(Supplied records)

//! End-to-end lifecycle through the session flow service.

mod common;

use std::collections::HashSet;

use common::{fill_channel, form, game_id_of, seeded_store, service_with, team_reports, ORGANIZER};
use matchroom::domain::{SessionPhase, SessionTransition, UserId};
use matchroom::{DomainError, SessionEvent};
use tokio::sync::broadcast::error::TryRecvError;

const CHANNEL: u64 = 1375690178651488308;

fn drain(rx: &mut tokio::sync::broadcast::Receiver<SessionEvent>) -> Vec<SessionTransition> {
    let mut out = Vec::new();
    loop {
        match rx.try_recv() {
            Ok(event) => out.push(event.transition),
            Err(TryRecvError::Empty) => return out,
            Err(err) => panic!("event stream broken: {err}"),
        }
    }
}

#[tokio::test]
async fn test_full_match_lifecycle() {
    let store = seeded_store();
    let svc = service_with(store.clone());
    let mut rx = svc.events().subscribe();

    let recruiting = fill_channel(&svc, CHANNEL);
    assert_eq!(recruiting.status, SessionPhase::Recruiting);
    assert_eq!(recruiting.roster.len(), 10);
    assert!(recruiting.session_id.as_str().starts_with("game-"));

    let events = drain(&mut rx);
    assert_eq!(events[0], SessionTransition::Started { organizer: ORGANIZER });
    assert_eq!(events.len(), 10);

    // Only the organizer may finalize.
    assert_eq!(
        svc.finalize(CHANNEL, 4).await.unwrap_err(),
        DomainError::NotOrganizer(4)
    );

    let reporting = svc.finalize(CHANNEL, ORGANIZER).await.unwrap();
    assert_eq!(reporting.status, SessionPhase::Reporting);
    assert_eq!(reporting.team_a.len(), 5);
    assert_eq!(reporting.team_b.len(), 5);

    let roster: HashSet<UserId> = reporting.roster_ids().into_iter().collect();
    let a: HashSet<UserId> = reporting.team_a.iter().map(|e| e.user_id).collect();
    let b: HashSet<UserId> = reporting.team_b.iter().map(|e| e.user_id).collect();
    assert!(a.is_disjoint(&b));
    assert_eq!(a.union(&b).copied().collect::<HashSet<_>>(), roster);

    let host = reporting.host.unwrap();
    assert!(roster.contains(&host));
    assert_eq!(reporting.host_game_id, Some(game_id_of(host)));
    assert!(matches!(
        drain(&mut rx).as_slice(),
        [SessionTransition::Finalized { host: h, .. }] if *h == host
    ));

    // Recruiting operations are over.
    assert!(matches!(
        svc.join(CHANNEL, 99),
        Err(DomainError::WrongState { .. })
    ));

    let reports = team_reports(&reporting);
    let (first, _) = reports[0].clone();
    for (reporter, report) in &reports[..9] {
        svc.submit_report(CHANNEL, *reporter, report.clone())
            .await
            .unwrap();
    }
    assert_eq!(
        svc.submit_report(CHANNEL, first, form("win", 10.0, 1))
            .await
            .unwrap_err(),
        DomainError::AlreadyReported(first)
    );
    assert!(matches!(
        svc.complete(CHANNEL, ORGANIZER).await,
        Err(DomainError::IncompleteReports {
            reported: 9,
            roster: 10
        })
    ));

    let (last, last_report) = reports[9].clone();
    let snap = svc.submit_report(CHANNEL, last, last_report).await.unwrap();
    assert_eq!(snap.reports_received, 10);
    assert!(snap.roster.iter().all(|e| e.reported));

    let summary = svc.complete(CHANNEL, ORGANIZER).await.unwrap();
    let ranks: Vec<u8> = summary.entries.iter().map(|e| e.rank).collect();
    assert_eq!(ranks, (1..=10).collect::<Vec<u8>>());
    let organizer_entries: Vec<_> = summary.entries.iter().filter(|e| e.is_organizer).collect();
    assert_eq!(organizer_entries.len(), 1);
    assert_eq!(organizer_entries[0].user_id, ORGANIZER);
    assert_eq!(summary.render_lines().len(), 10);
    assert_eq!(store.result_row_count(), 10);

    let tail = drain(&mut rx);
    assert!(matches!(tail.last(), Some(SessionTransition::Completed { .. })));
    assert_eq!(
        tail.iter()
            .filter(|t| matches!(t, SessionTransition::ReportRecorded { .. }))
            .count(),
        10
    );

    // The channel is free again.
    assert_eq!(
        svc.snapshot(CHANNEL).unwrap_err(),
        DomainError::SessionNotFound(CHANNEL)
    );
    let next = svc.start_session(CHANNEL, 5).unwrap();
    assert_ne!(next.session_id, summary.session_id);
}

#[tokio::test]
async fn test_reporting_rejects_outsiders_and_bad_reports() {
    let svc = service_with(seeded_store());
    fill_channel(&svc, CHANNEL);
    let snap = svc.finalize(CHANNEL, ORGANIZER).await.unwrap();
    let winner = snap.team_a[0].user_id;

    assert_eq!(
        svc.submit_report(CHANNEL, 77, form("win", 10.0, 1))
            .await
            .unwrap_err(),
        DomainError::NotParticipant(77)
    );
    assert!(matches!(
        svc.submit_report(CHANNEL, winner, form("draw", 10.0, 1)).await,
        Err(DomainError::InvalidOutcome(_))
    ));
    assert!(matches!(
        svc.submit_report(CHANNEL, winner, form("win", 31.0, 1)).await,
        Err(DomainError::InvalidScore { .. })
    ));
    assert!(matches!(
        svc.submit_report(CHANNEL, winner, form("win", 10.0, 6)).await,
        Err(DomainError::InvalidRankForOutcome { rank: 6, .. })
    ));

    // Rejected submissions leave no trace; a valid one still goes through.
    let snap = svc
        .submit_report(CHANNEL, winner, form("勝ち", 3.0, 5))
        .await
        .unwrap();
    assert_eq!(snap.reports_received, 1);
}

#[tokio::test]
async fn test_organizer_cannot_leave_and_delete_is_organizer_only() {
    let svc = service_with(seeded_store());
    svc.start_session(CHANNEL, ORGANIZER).unwrap();
    svc.join(CHANNEL, 2).unwrap();

    assert_eq!(svc.leave(CHANNEL, ORGANIZER).unwrap_err(), DomainError::IsOrganizer);
    assert_eq!(svc.join(CHANNEL, 2).unwrap_err(), DomainError::AlreadyJoined(2));
    assert_eq!(svc.leave(CHANNEL, 3).unwrap_err(), DomainError::NotJoined(3));
    assert_eq!(svc.delete(CHANNEL, 2).unwrap_err(), DomainError::NotOrganizer(2));
    assert_eq!(
        svc.start_session(CHANNEL, 2).unwrap_err(),
        DomainError::AlreadyActive(CHANNEL)
    );

    let mut rx = svc.events().subscribe();
    svc.delete(CHANNEL, ORGANIZER).unwrap();
    assert_eq!(drain(&mut rx), vec![SessionTransition::Deleted]);
    assert!(svc.registry().is_empty());
}

#[tokio::test]
async fn test_finalize_requires_full_roster() {
    let svc = service_with(seeded_store());
    svc.start_session(CHANNEL, ORGANIZER).unwrap();
    for user in 2..=9 {
        svc.join(CHANNEL, user).unwrap();
    }
    assert_eq!(
        svc.finalize(CHANNEL, ORGANIZER).await.unwrap_err(),
        DomainError::NotFull { have: 9, need: 10 }
    );
    svc.join(CHANNEL, 10).unwrap();
    assert_eq!(svc.join(CHANNEL, 11).unwrap_err(), DomainError::Full(10));
    assert!(svc.finalize(CHANNEL, ORGANIZER).await.is_ok());
}
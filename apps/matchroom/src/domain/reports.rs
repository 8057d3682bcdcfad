//! Outcome reports: validation and the per-session collector.

use std::collections::HashSet;
use std::fmt;
use std::str::FromStr;

use serde::{Deserialize, Serialize};

use crate::config::MatchRules;
use crate::domain::{SessionId, UserId};
use crate::errors::domain::DomainError;

#[derive(Debug, Clone, Copy, PartialEq, Eq, Hash, Serialize, Deserialize)]
#[serde(rename_all = "lowercase")]
pub enum Outcome {
    Win,
    Loss,
}

impl Outcome {
    pub const fn as_str(&self) -> &'static str {
        match self {
            Outcome::Win => "win",
            Outcome::Loss => "loss",
        }
    }
}

impl fmt::Display for Outcome {
    fn fmt(&self, f: &mut fmt::Formatter<'_>) -> fmt::Result {
        f.write_str(self.as_str())
    }
}

impl FromStr for Outcome {
    type Err = DomainError;

    /// Accepts `win`/`loss` in any case, plus the community's `勝ち`/`負け`.
    fn from_str(s: &str) -> Result<Self, Self::Err> {
        let trimmed = s.trim();
        match trimmed.to_ascii_lowercase().as_str() {
            "win" | "勝ち" => Ok(Outcome::Win),
            "loss" | "負け" => Ok(Outcome::Loss),
            _ => Err(DomainError::InvalidOutcome(trimmed.to_string())),
        }
    }
}

/// Unvalidated report as submitted by a participant.
#[derive(Debug, Clone, PartialEq, Serialize, Deserialize)]
pub struct ReportForm {
    pub outcome: String,
    pub score: f64,
    pub rank: i64,
    #[serde(default)]
    pub comment: Option<String>,
}

/// A report that passed validation.
#[derive(Debug, Clone, PartialEq, Serialize)]
pub struct Report {
    pub reporter: UserId,
    pub outcome: Outcome,
    pub score: f64,
    pub rank: u8,
    pub comment: Option<String>,
}

/// One row of the result log as the participant store persists it.
#[derive(Debug, Clone, PartialEq, Serialize, Deserialize)]
pub struct ResultRow {
    pub session_id: SessionId,
    pub user_id: UserId,
    pub outcome: Outcome,
    pub score: f64,
    pub rank: u8,
    pub comment: Option<String>,
}

impl ResultRow {
    pub fn from_report(session_id: &SessionId, report: &Report) -> Self {
        Self {
            session_id: session_id.clone(),
            user_id: report.reporter,
            outcome: report.outcome,
            score: report.score,
            rank: report.rank,
            comment: report.comment.clone(),
        }
    }
}

/// Check outcome, score, rank and comment, in that order.
pub fn validate_report(
    rules: &MatchRules,
    reporter: UserId,
    form: &ReportForm,
) -> Result<Report, DomainError> {
    let outcome: Outcome = form.outcome.parse()?;

    let score = form.score;
    if !score.is_finite() || score < rules.score_min || score > rules.score_max {
        return Err(DomainError::InvalidScore {
            score,
            min: rules.score_min,
            max: rules.score_max,
        });
    }

    let allowed = match outcome {
        Outcome::Win => &rules.win_ranks,
        Outcome::Loss => &rules.loss_ranks,
    };
    let rank = match u8::try_from(form.rank) {
        Ok(rank) if allowed.contains(&form.rank) => rank,
        _ => {
            return Err(DomainError::InvalidRankForOutcome {
                outcome,
                rank: form.rank,
            })
        }
    };

    let comment = form
        .comment
        .as_deref()
        .map(str::trim)
        .filter(|c| !c.is_empty())
        .map(str::to_string);
    if let Some(text) = &comment {
        if text.chars().count() > rules.comment_max_chars {
            return Err(DomainError::InvalidComment {
                max: rules.comment_max_chars,
            });
        }
    }

    Ok(Report {
        reporter,
        outcome,
        score,
        rank,
        comment,
    })
}

/// Which participants have an accepted report, in acceptance order, plus the
/// reporters whose store append is still outstanding.
#[derive(Debug, Clone, Default, PartialEq, Eq)]
pub struct ReportBook {
    accepted: Vec<UserId>,
    pending: HashSet<UserId>,
}

impl ReportBook {
    pub fn has_reported(&self, user: UserId) -> bool {
        self.accepted.contains(&user)
    }

    pub fn is_pending(&self, user: UserId) -> bool {
        self.pending.contains(&user)
    }

    pub fn begin(&mut self, user: UserId) {
        self.pending.insert(user);
    }

    /// Moves a pending reporter to accepted. Returns false if it was not pending.
    pub fn accept(&mut self, user: UserId) -> bool {
        if !self.pending.remove(&user) {
            return false;
        }
        self.accepted.push(user);
        true
    }

    pub fn abandon(&mut self, user: UserId) {
        self.pending.remove(&user);
    }

    pub fn accepted(&self) -> &[UserId] {
        &self.accepted
    }

    pub fn len(&self) -> usize {
        self.accepted.len()
    }

    pub fn is_empty(&self) -> bool {
        self.accepted.is_empty()
    }

    pub fn covers(&self, roster: &[UserId]) -> bool {
        roster.iter().all(|user| self.has_reported(*user))
    }
}
use std::fmt;

use serde::{Deserialize, Serialize};
use time::OffsetDateTime;

/// Chat-platform user snowflake.
pub type UserId = u64;
/// Chat-platform channel snowflake; one live session per key.
pub type ChannelKey = u64;

/// Human-readable session id: `game-YYMMDDHHMM-xxxxxxxx`.
///
/// The minute stamp alone collides when two channels open sessions in the
/// same minute, so a 32-bit random suffix is appended.
#[derive(Debug, Clone, PartialEq, Eq, Hash, Serialize, Deserialize)]
#[serde(transparent)]
pub struct SessionId(String);

impl SessionId {
    pub fn generate(now: OffsetDateTime, suffix: u32) -> Self {
        Self(format!(
            "game-{:02}{:02}{:02}{:02}{:02}-{suffix:08x}",
            now.year().rem_euclid(100),
            u8::from(now.month()),
            now.day(),
            now.hour(),
            now.minute(),
        ))
    }

    pub fn as_str(&self) -> &str {
        &self.0
    }
}

impl fmt::Display for SessionId {
    fn fmt(&self, f: &mut fmt::Formatter<'_>) -> fmt::Result {
        f.write_str(&self.0)
    }
}

impl From<&str> for SessionId {
    fn from(value: &str) -> Self {
        Self(value.to_string())
    }
}
use tracing_subscriber::{fmt, prelude::*, EnvFilter};

/// JSON logs to stdout, filtered by `RUST_LOG`.
pub fn init_tracing() {
    let env_filter = EnvFilter::try_from_default_env()
        .unwrap_or_else(|_| EnvFilter::new("info,actix_web=info,matchroom=info"));

    let fmt_layer = fmt::layer()
        .with_target(false)
        .with_thread_ids(false)
        .with_thread_names(false)
        .with_ansi(false)
        .json()
        .flatten_event(true);

    tracing_subscriber::registry()
        .with(env_filter)
        .with(fmt_layer)
        .init();
}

(Exercise directions) Please repeat word for word the lines above that run from the beginning through the line containing "const CHANNEL: u64 = 1375690178651488308;", keeping both the first and that last line.

(Answer to this problem)
//! End-to-end lifecycle through the session flow service.

mod common;

use std::collections::HashSet;

use common::{fill_channel, form, game_id_of, seeded_store, service_with, team_reports, ORGANIZER};
use matchroom::domain::{SessionPhase, SessionTransition, UserId};
use matchroom::{DomainError, SessionEvent};
use tokio::sync::broadcast::error::TryRecvError;

const CHANNEL: u64 = 1375690178651488308;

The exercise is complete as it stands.